Pictured (L-R): David Townley Co-founder & CTO and Brian Shields Co-founder & CEO with Neurent Medical’s proprietary Neuromark system, an innovative in-office treatment for chronic rhinitis.

Results from the CLARITY study assert that the Neuromark system proves promising in the treatment of patients with chronic rhinitis


The Neuromark System has received U.S. Food and Drug Administration (FDA) clearance and Neurent Medical announced the limited market release of the system in February 2023.

Neurent Medical, a Galway-based company developing non-surgical interventions to treat chronic inflammatory sinonasal diseases, announced in March three-month data from the CLARITY study, a prospective, single-arm, multicenter safety and efficacy study of its Neuromark system for patients with chronic rhinitis.

This data, published in Laryngoscope Investigative Otolaryngology, shows that patients receiving the Neuromark therapy demonstrated significant improvement in rhinorrhea and nasal congestion symptoms at 3 months.

Approximately one in four Americans have chronic rhinitis, a condition that results in persistent congestion, rhinorrhea (runny nose), sneezing, and nasal itching caused by inflammation and swelling of the mucosal membrane in the nose.

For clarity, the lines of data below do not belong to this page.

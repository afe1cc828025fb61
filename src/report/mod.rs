//! Report generation.
//!
//! This module renders aggregate statistics as text and JSON and writes
//! the output files of a run.

pub mod generator;
pub mod writer;

pub use writer::ReportWriter;
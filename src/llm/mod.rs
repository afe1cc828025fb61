//! Language model plumbing: prompt construction, the HTTP client and
//! response parsing.

pub mod client;
pub mod parser;
pub mod prompt;

pub use client::{
    invoke_with_retry, ApiKey, ClientSettings, HttpModelClient, InvokeOptions, ModelClient,
    RetryPolicy,
};
pub use parser::parse;
pub use prompt::{build_prompt, Prompt};
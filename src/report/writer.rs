//! Writes run results to the output directory.

use super::generator::{generate_json, generate_text_report};
use crate::models::{AggregateStats, FileAnalysis, RunMetadata};
use anyhow::{Context, Result};
use std::fs::OpenOptions;
use std::io::{ErrorKind, Write};
use std::path::{Path, PathBuf};
use tracing::info;

/// Timestamp used in output file names.
pub const TIMESTAMP_FORMAT: &str = "%Y%m%d_%H%M%S";

/// Paths of the files written by one run.
#[derive(Debug, Clone)]
pub struct WrittenReports {
    pub analysis: PathBuf,
    pub comparison: PathBuf,
    pub report: PathBuf,
}

/// Writes the three report files of a run.
pub struct ReportWriter {
    output_dir: PathBuf,
}

impl ReportWriter {
    pub fn new(output_dir: impl Into<PathBuf>) -> Self {
        Self {
            output_dir: output_dir.into(),
        }
    }

    /// Write `analysis_<ts>.json`, `comparison_<ts>.json` and `report_<ts>.txt`.
    pub fn write_all(
        &self,
        analyses: &[FileAnalysis],
        stats: &AggregateStats,
        metadata: &RunMetadata,
    ) -> Result<WrittenReports> {
        std::fs::create_dir_all(&self.output_dir).with_context(|| {
            format!(
                "Failed to create output directory: {}",
                self.output_dir.display()
            )
        })?;

        let ts = metadata.generated_at.format(TIMESTAMP_FORMAT).to_string();

        let analysis = self.write_new(&format!("analysis_{ts}"), "json", &generate_json(analyses)?)?;
        let comparison = self.write_new(&format!("comparison_{ts}"), "json", &generate_json(stats)?)?;
        let report = self.write_new(
            &format!("report_{ts}"),
            "txt",
            &generate_text_report(stats, metadata),
        )?;

        Ok(WrittenReports {
            analysis,
            comparison,
            report,
        })
    }

    /// Create `<stem>.<ext>`, or `<stem>_N.<ext>` if that name is taken.
    fn write_new(&self, stem: &str, ext: &str, content: &str) -> Result<PathBuf> {
        let mut attempt = 0u32;
        loop {
            let name = if attempt == 0 {
                format!("{stem}.{ext}")
            } else {
                format!("{stem}_{attempt}.{ext}")
            };
            let path = self.output_dir.join(name);

            match create_new(&path) {
                Ok(mut file) => {
                    file.write_all(content.as_bytes())
                        .with_context(|| format!("Failed to write {}", path.display()))?;
                    info!("Wrote {}", path.display());
                    return Ok(path);
                }
                Err(e) if e.kind() == ErrorKind::AlreadyExists => attempt += 1,
                Err(e) => {
                    return Err(e).with_context(|| format!("Failed to create {}", path.display()))
                }
            }
        }
    }
}

fn create_new(path: &Path) -> std::io::Result<std::fs::File> {
    OpenOptions::new().write(true).create_new(true).open(path)
}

The CLARITY study enrolled thirty-six participants and all completed follow-ups at one and three months. Primary endpoints were device-related serious adverse events (SAEs) at 1 month and change from baseline in visual analog scale nasal symptom scale (VAS NSS) for rhinorrhea and nasal congestion at 3 months. Total Nasal Symptom Score (rTNSS) and mini Rhinoconjunctivitis Quality of Life Questionnaire (mini RQLQ) score were also evaluated.

The data demonstrated the following regarding Neuromark’s posterior nasal nerve (PNN) ablation procedure at 3 months post procedure:

  • The mean VAS NSS scores for rhinorrhea and nasal congestion significantly improved from baseline (both p<0.0001), achieving a mean percent change of 53% and 55%, respectively.
  • Total rTNSS scores and all individual items demonstrated significant improvement (all p<0.001).
  • Percent responder rate (≥30% reduction from baseline in total rTNSS) was 78%.
  • Total mean mini RQLQ scores and all subdomains improved significantly (p<0.0001).
  • 89% of participants reported a minimal clinically important difference (MCID) of ≥0.4 point improvement in the mini RQLQ score.
  • No serious adverse events occurred during the study, and there were no reports of epistaxis or headaches.

“People living with chronic rhinitis have had limited options when traditional therapies fail. Other therapies on the market don’t always adequately address symptoms for every patient,” said Douglas D. Reh, MD, FARS, Otolaryngology Specialist at ENT Associates and the study’s principal investigator.

“The data showed statistically significant and clinically meaningful improvement in symptoms and quality of life assessments at 3 months post Neuromark procedure.”

Neuromark is designed to gently apply controlled low-power radio frequency (RF) energy to target regions of the nasal cavity, disrupting the parasympathetic nerve signals that can trigger an inflammatory response. This unique system offers ENTs a novel and unique leaflet design to help deliver precision neurolysis of posterior nasal nerves, with the intelligence and flexibility to comfortably accommodate a range of anatomies.

“We’re encouraged by the three-month CLARITY data demonstrating the safety, efficacy and relief from chronic rhinitis symptoms that can be achieved with NEUROMARK,” said Neurent Medical CEO Brian Shields. “I’m grateful to Dr. Reh and each of the study’s investigators for adding to the growing body of clinical evidence supporting PNN for these patients.”